Por José Antonio Rodríguez Canal.

El Ayuntamiento Pleno acaba de ratificar su acuerdo de 2016 que prohíbe la instalación en Gijón de circos que incluyan en su oferta de espectáculo números con la actuación de animales. Sin entrar en el debate de la operatividad de esta decisión municipal, visto que otras de igual o semejante contenido han sido revocadas por los jueces en unos cuantos ayuntamientos españoles, vía legal que también en el caso gijonés utilizará la patronal circense en defensa de sus intereses, lo que llama la atención, y ya fue subrayado aquí hace año y pico, cuando el concejo adoptó la prohibición ahora ratificada, es que se no se haga distinción alguna entre los animales afectados por la decisión plenaria. Se mete en la misma jaula o en el mismo establo o en la misma perrera a todos los animales de la fauna del circo, a los salvajes, aunque hayan nacido en cautividad –como muchos de los alojados en los zoológicos que hay en el mundo, como los del campo de concentración con alambrada electrificada del parque de Isabel la Católica– y a los domésticos, homologación que cuesta mucho trabajo entender.

Porque está por ver la diferencia entre los esfuerzos a que son sometidos, y el trato que reciben, para que pasen por el aro, los perros que intervienen en las sesiones circenses y los que forman parte de las unidades caninas de las Fuerzas Armadas, de la Guardia Civil, del Cuerpo Nacional de Policía y de la Policía Local de Gijón, entre otros cuerpos dotados con este servicio. En todos los casos, sin excepción, los perros hacen lo que tienen que hacer, quieran o no quieran y sin darles opción a que se manifiesten sobre sus deseos o preferencias. No se tiene en pie, es insostenible, decir que el procedimiento de adiestramiento y exhibición o utilización de los perros comporta malos tratos en los circos y es de una delicadeza exquisita fuera de ellos.

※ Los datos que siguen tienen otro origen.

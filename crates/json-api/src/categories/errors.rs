//! Category Errors

use salvo::http::StatusError;
use tracing::error;

use taproom_app::domain::categories::CategoriesServiceError;

pub(crate) fn into_status_error(error: CategoriesServiceError) -> StatusError {
    match error {
        CategoriesServiceError::AlreadyExists => {
            StatusError::conflict().brief("Category already exists")
        }
        CategoriesServiceError::NotFound => {
            StatusError::not_found().brief("Beer or category not found")
        }
        CategoriesServiceError::InvalidData => {
            StatusError::bad_request().brief("Invalid category payload")
        }
        CategoriesServiceError::Sql(source) => {
            error!("category storage failure: {source}");

            StatusError::internal_server_error()
        }
        CategoriesServiceError::BeerLookup(source) => {
            error!("beer lookup for category failed: {source}");

            StatusError::internal_server_error()
        }
    }
}
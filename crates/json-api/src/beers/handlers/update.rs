//! Update Beer Handler

use std::sync::Arc;

use salvo::{
    http::header::LOCATION,
    oapi::extract::{JsonBody, PathParam},
    prelude::*,
};
use uuid::Uuid;

use taproom_app::domain::beers::data::{BeerInput, BeerUpdate};

use crate::{
    beers::{beer_location, errors::into_status_error, models::BeerRequest},
    errors::ApiError,
    extensions::*,
    state::State,
};

/// Beer Update Handler
///
/// Replaces every mutable field. A `version` that no longer matches the stored
/// beer is rejected with `409`.
#[endpoint(
    tags("beers"),
    summary = "Replace Beer",
    security(("basic_auth" = []), ("bearer_auth" = [])),
    responses(
        (status_code = StatusCode::NO_CONTENT, description = "Beer updated"),
        (status_code = StatusCode::BAD_REQUEST, description = "Validation failed"),
        (status_code = StatusCode::NOT_FOUND, description = "Beer not found"),
        (status_code = StatusCode::CONFLICT, description = "Stale version"),
    ),
)]
#[tracing::instrument(
    name = "beers.update",
    skip_all,
    fields(beer_uuid = tracing::field::Empty, version = tracing::field::Empty),
    err(Debug)
)]
pub(crate) async fn handler(
    id: PathParam<Uuid>,
    json: JsonBody<BeerRequest>,
    depot: &mut Depot,
    res: &mut Response,
) -> Result<StatusCode, ApiError> {
    let state = depot.obtain_or_500::<Arc<State>>()?;
    let id = id.into_inner();

    tracing::Span::current().record("beer_uuid", tracing::field::display(id));

    let update = BeerUpdate::try_from(BeerInput::from(json.into_inner()))?;

    let version = state
        .app
        .beers
        .update_beer(id.into(), update)
        .await
        .map_err(into_status_error)?
        .version;

    tracing::Span::current().record("version", version);

    res.add_header(LOCATION, beer_location(id), true)
        .or_500("failed to set location header")?;

    Ok(StatusCode::NO_CONTENT)
}

#[cfg(test)]
mod tests {
    use salvo::test::TestClient;
    use serde_json::json;
    use testresult::TestResult;

    use taproom_app::domain::beers::{
        BeersServiceError, MockBeersService,
        records::{BeerRecord, BeerUuid},
    };

    use crate::test_helpers::{beers_service, make_beer, strict_beers_mock};

    use super::*;

    fn make_service(repo: MockBeersService) -> Service {
        beers_service(repo, Router::with_path("api/v1/beer/{id}").put(handler))
    }

    fn expect_only_update(
        repo: &mut MockBeersService,
        uuid: BeerUuid,
        result: Result<BeerRecord, BeersServiceError>,
    ) {
        repo.expect_update_beer()
            .once()
            .withf(move |u, update| {
                *u == uuid && update.version == Some(1) && update.name == "Renamed"
            })
            .return_once(move |_, _| result);

        repo.expect_list_beers().never();
        repo.expect_get_beer().never();
        repo.expect_create_beer().never();
        repo.expect_patch_beer().never();
        repo.expect_delete_beer().never();
    }

    fn body() -> serde_json::Value {
        json!({
            "version": 1,
            "beerName": "Renamed",
            "beerStyle": "IPA",
            "upc": "12356222",
            "price": 9.5,
        })
    }

    #[tokio::test]
    async fn test_update_returns_204_with_location() -> TestResult {
        let uuid = BeerUuid::new();
        let mut repo = MockBeersService::new();

        expect_only_update(&mut repo, uuid, Ok(make_beer(uuid)));

        let res = TestClient::put(format!("http://example.com/api/v1/beer/{uuid}"))
            .json(&body())
            .send(&make_service(repo))
            .await;

        let location = res.headers().get("location").and_then(|v| v.to_str().ok());

        assert_eq!(res.status_code, Some(StatusCode::NO_CONTENT));
        assert_eq!(location, Some(format!("/api/v1/beer/{uuid}").as_str()));

        Ok(())
    }

    #[tokio::test]
    async fn test_update_stale_version_returns_409() -> TestResult {
        let uuid = BeerUuid::new();
        let mut repo = MockBeersService::new();

        expect_only_update(&mut repo, uuid, Err(BeersServiceError::Conflict));

        let res = TestClient::put(format!("http://example.com/api/v1/beer/{uuid}"))
            .json(&body())
            .send(&make_service(repo))
            .await;

        assert_eq!(res.status_code, Some(StatusCode::CONFLICT));

        Ok(())
    }

    #[tokio::test]
    async fn test_update_unknown_beer_returns_404() -> TestResult {
        let uuid = BeerUuid::new();
        let mut repo = MockBeersService::new();

        expect_only_update(&mut repo, uuid, Err(BeersServiceError::NotFound));

        let res = TestClient::put(format!("http://example.com/api/v1/beer/{uuid}"))
            .json(&body())
            .send(&make_service(repo))
            .await;

        assert_eq!(res.status_code, Some(StatusCode::NOT_FOUND));

        Ok(())
    }

    #[tokio::test]
    async fn test_update_blank_name_returns_400() -> TestResult {
        let uuid = BeerUuid::new();
        let mut beer = body();

        beer["beerName"] = json!("  ");

        let res = TestClient::put(format!("http://example.com/api/v1/beer/{uuid}"))
            .json(&beer)
            .send(&make_service(strict_beers_mock()))
            .await;

        assert_eq!(res.status_code, Some(StatusCode::BAD_REQUEST));

        Ok(())
    }
}
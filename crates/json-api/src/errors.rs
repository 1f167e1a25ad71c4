//! Handler error type.

use std::collections::BTreeMap;

use salvo::{
    oapi::{Components, EndpointOutRegister, Operation},
    prelude::*,
};

use taproom_app::domain::validation::ValidationErrors;

/// Errors a handler can answer with.
///
/// Validation failures render as a `400` whose body is a JSON array of
/// single-entry `{ "field": "message" }` objects; everything else is a plain
/// [`StatusError`].
#[derive(Debug)]
pub(crate) enum ApiError {
    Status(StatusError),
    Validation(ValidationErrors),
}

impl From<StatusError> for ApiError {
    fn from(error: StatusError) -> Self {
        Self::Status(error)
    }
}

impl From<ValidationErrors> for ApiError {
    fn from(errors: ValidationErrors) -> Self {
        Self::Validation(errors)
    }
}

pub(crate) fn validation_body(errors: &ValidationErrors) -> Vec<BTreeMap<&'static str, String>> {
    errors
        .iter()
        .map(|error| BTreeMap::from([(error.field, error.message.clone())]))
        .collect()
}

impl Scribe for ApiError {
    fn render(self, res: &mut Response) {
        match self {
            Self::Status(error) => res.render(error),
            Self::Validation(errors) => {
                res.status_code(StatusCode::BAD_REQUEST);
                res.render(Json(validation_body(&errors)));
            }
        }
    }
}

impl EndpointOutRegister for ApiError {
    fn register(components: &mut Components, operation: &mut Operation) {
        StatusError::register(components, operation);
    }
}
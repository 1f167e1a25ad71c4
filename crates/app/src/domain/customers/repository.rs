//! Customers Repository

use jiff_sqlx::Timestamp as SqlxTimestamp;
use sqlx::{FromRow, Postgres, Row, Transaction, postgres::PgRow, query, query_as, query_scalar};

use crate::domain::customers::{
    data::NewCustomer,
    records::{CustomerRecord, CustomerUuid},
};

const FIND_CUSTOMER_SQL: &str = include_str!("sql/find_customer.sql");
const LIST_CUSTOMERS_SQL: &str = include_str!("sql/list_customers.sql");
const CREATE_CUSTOMER_SQL: &str = include_str!("sql/create_customer.sql");
const UPDATE_CUSTOMER_SQL: &str = include_str!("sql/update_customer.sql");
const CUSTOMER_EXISTS_SQL: &str = include_str!("sql/customer_exists.sql");
const DELETE_CUSTOMER_SQL: &str = include_str!("sql/delete_customer.sql");

#[derive(Debug, Clone, Default)]
pub(crate) struct PgCustomersRepository;

impl PgCustomersRepository {
    #[must_use]
    pub(crate) fn new() -> Self {
        Self
    }

    pub(crate) async fn find_by_uuid(
        &self,
        tx: &mut Transaction<'_, Postgres>,
        customer: CustomerUuid,
    ) -> Result<CustomerRecord, sqlx::Error> {
        query_as::<Postgres, CustomerRecord>(FIND_CUSTOMER_SQL)
            .bind(customer.into_uuid())
            .fetch_one(&mut **tx)
            .await
    }

    pub(crate) async fn find_all(
        &self,
        tx: &mut Transaction<'_, Postgres>,
    ) -> Result<Vec<CustomerRecord>, sqlx::Error> {
        query_as::<Postgres, CustomerRecord>(LIST_CUSTOMERS_SQL)
            .fetch_all(&mut **tx)
            .await
    }

    pub(crate) async fn insert(
        &self,
        tx: &mut Transaction<'_, Postgres>,
        customer: CustomerUuid,
        new: &NewCustomer,
    ) -> Result<CustomerRecord, sqlx::Error> {
        query_as::<Postgres, CustomerRecord>(CREATE_CUSTOMER_SQL)
            .bind(customer.into_uuid())
            .bind(&new.name)
            .bind(new.email.as_deref())
            .fetch_one(&mut **tx)
            .await
    }

    /// Returns `None` when the stored version no longer equals `expected_version`.
    pub(crate) async fn update_if_version(
        &self,
        tx: &mut Transaction<'_, Postgres>,
        customer: &CustomerRecord,
        expected_version: i32,
    ) -> Result<Option<CustomerRecord>, sqlx::Error> {
        query_as::<Postgres, CustomerRecord>(UPDATE_CUSTOMER_SQL)
            .bind(customer.uuid.into_uuid())
            .bind(expected_version)
            .bind(&customer.name)
            .bind(customer.email.as_deref())
            .fetch_optional(&mut **tx)
            .await
    }

    pub(crate) async fn exists(
        &self,
        tx: &mut Transaction<'_, Postgres>,
        customer: CustomerUuid,
    ) -> Result<bool, sqlx::Error> {
        query_scalar::<Postgres, bool>(CUSTOMER_EXISTS_SQL)
            .bind(customer.into_uuid())
            .fetch_one(&mut **tx)
            .await
    }

    pub(crate) async fn delete(
        &self,
        tx: &mut Transaction<'_, Postgres>,
        customer: CustomerUuid,
    ) -> Result<u64, sqlx::Error> {
        let rows_affected = query(DELETE_CUSTOMER_SQL)
            .bind(customer.into_uuid())
            .execute(&mut **tx)
            .await?
            .rows_affected();

        Ok(rows_affected)
    }
}

impl<'r> FromRow<'r, PgRow> for CustomerRecord {
    fn from_row(row: &'r PgRow) -> sqlx::Result<Self> {
        Ok(Self {
            uuid: CustomerUuid::from_uuid(row.try_get("uuid")?),
            version: row.try_get("version")?,
            name: row.try_get("customer_name")?,
            email: row.try_get("email")?,
            created_at: row.try_get::<SqlxTimestamp, _>("created_at")?.to_jiff(),
            updated_at: row.try_get::<SqlxTimestamp, _>("updated_at")?.to_jiff(),
        })
    }
}
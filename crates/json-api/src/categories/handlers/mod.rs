//! Category Handlers

pub(crate) mod beer_index;
pub(crate) mod create;
pub(crate) mod index;
pub(crate) mod link;
//! Patch Customer Handler

use std::sync::Arc;

use salvo::{
    http::header::LOCATION,
    oapi::extract::{JsonBody, PathParam},
    prelude::*,
};
use uuid::Uuid;

use taproom_app::domain::customers::data::{CustomerInput, CustomerPatch};

use crate::{
    customers::{customer_location, errors::into_status_error, models::CustomerRequest},
    errors::ApiError,
    extensions::*,
    state::State,
};

/// Customer Patch Handler
#[endpoint(
    tags("customers"),
    summary = "Patch Customer",
    security(("basic_auth" = []), ("bearer_auth" = [])),
    responses(
        (status_code = StatusCode::NO_CONTENT, description = "Customer patched"),
        (status_code = StatusCode::BAD_REQUEST, description = "Validation failed"),
        (status_code = StatusCode::NOT_FOUND, description = "Customer not found"),
    ),
)]
#[tracing::instrument(
    name = "customers.patch",
    skip_all,
    fields(customer_uuid = tracing::field::Empty),
    err(Debug)
)]
pub(crate) async fn handler(
    id: PathParam<Uuid>,
    json: JsonBody<CustomerRequest>,
    depot: &mut Depot,
    res: &mut Response,
) -> Result<StatusCode, ApiError> {
    let state = depot.obtain_or_500::<Arc<State>>()?;
    let id = id.into_inner();

    tracing::Span::current().record("customer_uuid", tracing::field::display(id));

    let patch = CustomerPatch::try_from(CustomerInput::from(json.into_inner()))?;

    state
        .app
        .customers
        .patch_customer(id.into(), patch)
        .await
        .map_err(into_status_error)?;

    res.add_header(LOCATION, customer_location(id), true)
        .or_500("failed to set location header")?;

    Ok(StatusCode::NO_CONTENT)
}
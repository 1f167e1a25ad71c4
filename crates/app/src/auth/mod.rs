//! Authentication

mod credentials;
mod errors;
mod models;
mod secret;
mod service;
mod token;

pub use credentials::*;
pub use errors::*;
pub use models::*;
pub use secret::Secret;
pub use service::*;
pub use token::*;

Ocurre lo mismo con los caballos. Impedir la inocente exhibición de bellas écuyères que hacen vistosas piruetas sobre briosos corceles en las pistas de los circos, como en las películas, mientras se admite con naturalidad la actuación de hermosos ejemplares de la especie equina en tareas de rejoneo, en las policías montadas, en los hipódromos o en los concursos de saltos de obstáculos, es una muestra de interesada falta de congruencia. Nadie está en condiciones de demostrar que los caballos de cualquier circo reciben peor trato que los estabulados en el Chas, por poner un ejemplo cercano. Y a unos y a otros se les obliga, sin preguntarles antes si están conformes, a hacer lo que quiere el amo del solípedo de que se trate.

Estas manifestaciones de preocupación por animales cuya situación, en general, no proporciona razones objetivas para preocuparse, no se extiende, en cambio, al ámbito de las personas. En los circos, como en otros espectáculos, trabaja mucha gente. Gente corriente. Las condiciones laborales de estas personas, sus familias, la escolarización de sus hijos, no parece preocuparles a los paladines del animalismo. Y, si les preocupa, no se les nota tanto como su actuación como grupo de presión ‘de facto’, con industria y comercio pujantes detrás, que tiene la complacencia de los grupos políticos, los de antes y los novísimos. Todo por un puñado de votos, aunque sea a costa de sacrificar el sentido común y la equidad en el ara electoralista.